The year 2020 is the 40th anniversary of the U.S.National Science Foundation's LTER Program, which has grown from a remote vision, to a loosely organized set of research projects, to a dynamic network of 28 sustained research programs across 18 major biomes. Hypothesis-driven, place-based research has been the Network's bread and butter throughout its 40-year history. Integrating that science across sites and biomes has always been seen as important, but the approaches to synthesis have varied and the availability of resources has waxed and waned. Yet collaborative synthesis is essential for understanding the generality of site-based insights, scaling the results, and making them useful for modeling.
Results/Conclusions
A recent update of the LTER Network bibliography makes it possible to approach the question of "what works" to facilitate collaboration at both the site- and the network-level.
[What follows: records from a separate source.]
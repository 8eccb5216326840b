//! Users of one instance. Read-only.

use std::time::Duration;

use boardwire_core::{ApiRequest, ClientResult, User, UserId};

use super::{module_accessors, ModuleCore, Remote};
use crate::settings::ClientSettings;

pub const COLLECTION: &str = "users";
pub const DEFAULT_TTL: Duration = Duration::from_secs(300);

pub struct Users {
    core: ModuleCore,
}

module_accessors!(Users);

impl Users {
    pub(crate) fn new(remote: Remote, settings: &ClientSettings) -> Self {
        Self {
            core: ModuleCore::new(COLLECTION, remote, settings, DEFAULT_TTL),
        }
    }

    pub async fn list(&self) -> ClientResult<Vec<User>> {
        let key = self.core.key("all");
        self.core.cached(&key, ApiRequest::get("/users")).await
    }

    pub async fn get(&self, user_id: UserId) -> ClientResult<User> {
        let key = self.core.key(user_id);
        self.core
            .cached(&key, ApiRequest::get(format!("/users/{user_id}")))
            .await
    }

    /// The user the instance's token authenticates as (`users:me`).
    pub async fn current(&self) -> ClientResult<User> {
        let key = self.core.key("me");
        self.core.cached(&key, ApiRequest::get("/me")).await
    }
}
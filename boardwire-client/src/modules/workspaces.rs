//! Workspaces of one instance.

use std::time::Duration;

use boardwire_core::{
    ApiRequest, ClientResult, NewWorkspace, Workspace, WorkspaceId, WorkspaceUpdate,
};

use super::{module_accessors, ModuleCore, Remote};
use crate::settings::ClientSettings;

pub const COLLECTION: &str = "workspaces";
pub const DEFAULT_TTL: Duration = Duration::from_secs(300);

pub struct Workspaces {
    core: ModuleCore,
}

module_accessors!(Workspaces);

impl Workspaces {
    pub(crate) fn new(remote: Remote, settings: &ClientSettings) -> Self {
        Self {
            core: ModuleCore::new(COLLECTION, remote, settings, DEFAULT_TTL),
        }
    }

    /// Every workspace visible to the instance's token (`workspaces:all`).
    pub async fn list(&self) -> ClientResult<Vec<Workspace>> {
        let key = self.core.key("all");
        self.core.cached(&key, ApiRequest::get("/workspaces")).await
    }

    pub async fn get(&self, workspace_id: WorkspaceId) -> ClientResult<Workspace> {
        let key = self.core.key(workspace_id);
        self.core
            .cached(&key, ApiRequest::get(format!("/workspaces/{workspace_id}")))
            .await
    }

    /// The instance's configured default workspace, if any.
    pub async fn default_workspace(&self) -> ClientResult<Option<Workspace>> {
        match self.core.remote().instance().default_workspace_id {
            Some(id) => self.get(id).await.map(Some),
            None => Ok(None),
        }
    }

    pub async fn create(&self, workspace: &NewWorkspace) -> ClientResult<Workspace> {
        let body = serde_json::to_value(workspace)?;
        self.core
            .write("create workspace", ApiRequest::post("/workspaces", body))
            .await
    }

    pub async fn update(
        &self,
        workspace_id: WorkspaceId,
        update: &WorkspaceUpdate,
    ) -> ClientResult<Workspace> {
        let body = serde_json::to_value(update)?;
        self.core
            .write(
                "update workspace",
                ApiRequest::patch(format!("/workspaces/{workspace_id}"), body),
            )
            .await
    }
}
Between 1980 and 2019, the average number of LTER-based publications per site per year grew from 6 to more than 30. For the first 10-15 years of the Network's history, the number of authors and institutions per publication was similar to a comparable sample of non-LTER publications. But the pace of collaboration accelerated rapidly between 1995 and 2019. Today, LTER papers involve nearly twice as many authors and institutions as comparable non-LTER publications. Site tenure and ecosystem type are predictably strong drivers of collaboration in the LTER Network. Researcher mobility emerged as an unexpected source of collaboration that merits further investigation.